Items listed in a dataset:
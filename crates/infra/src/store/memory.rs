//! Building blocks for the in-memory stores.

use std::collections::BTreeMap;
use std::sync::{RwLock, RwLockReadGuard, RwLockWriteGuard};

use super::{StoreError, StoreResult};

/// Rows keyed by a serial id, plus the next id to hand out.
#[derive(Debug)]
pub struct Table<T> {
    rows: BTreeMap<i64, T>,
    next_id: i64,
}

impl<T> Table<T> {
    pub fn new() -> Self {
        Self {
            rows: BTreeMap::new(),
            next_id: 1,
        }
    }

    /// Seed with rows carrying their own ids; the serial continues after the
    /// largest one.
    pub fn with_rows(rows: impl IntoIterator<Item = (i64, T)>) -> Self {
        let rows: BTreeMap<i64, T> = rows.into_iter().collect();
        let next_id = rows.keys().next_back().map_or(1, |max| max + 1);
        Self { rows, next_id }
    }

    pub fn next_id(&mut self) -> i64 {
        let id = self.next_id;
        self.next_id += 1;
        id
    }

    pub fn get(&self, id: i64) -> Option<&T> {
        self.rows.get(&id)
    }

    pub fn get_mut(&mut self, id: i64) -> Option<&mut T> {
        self.rows.get_mut(&id)
    }

    pub fn insert(&mut self, id: i64, row: T) {
        self.rows.insert(id, row);
    }

    pub fn remove(&mut self, id: i64) -> Option<T> {
        self.rows.remove(&id)
    }

    /// Rows in id order.
    pub fn values(&self) -> impl DoubleEndedIterator<Item = &T> {
        self.rows.values()
    }
}

impl<T> Default for Table<T> {
    fn default() -> Self {
        Self::new()
    }
}

pub fn read<T>(lock: &RwLock<T>) -> StoreResult<RwLockReadGuard<'_, T>> {
    lock.read()
        .map_err(|_| StoreError::Backend("in-memory store lock poisoned".to_string()))
}

pub fn write<T>(lock: &RwLock<T>) -> StoreResult<RwLockWriteGuard<'_, T>> {
    lock.write()
        .map_err(|_| StoreError::Backend("in-memory store lock poisoned".to_string()))
}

> **TASK DETAILS**
Looking at the records above, which lines contain "RwLock"? Copy those lines.

> **ANSWER SPACE**
use std::sync::{RwLock, RwLockReadGuard, RwLockWriteGuard};
pub fn read<T>(lock: &RwLock<T>) -> StoreResult<RwLockReadGuard<'_, T>> {
pub fn write<T>(lock: &RwLock<T>) -> StoreResult<RwLockWriteGuard<'_, T>> {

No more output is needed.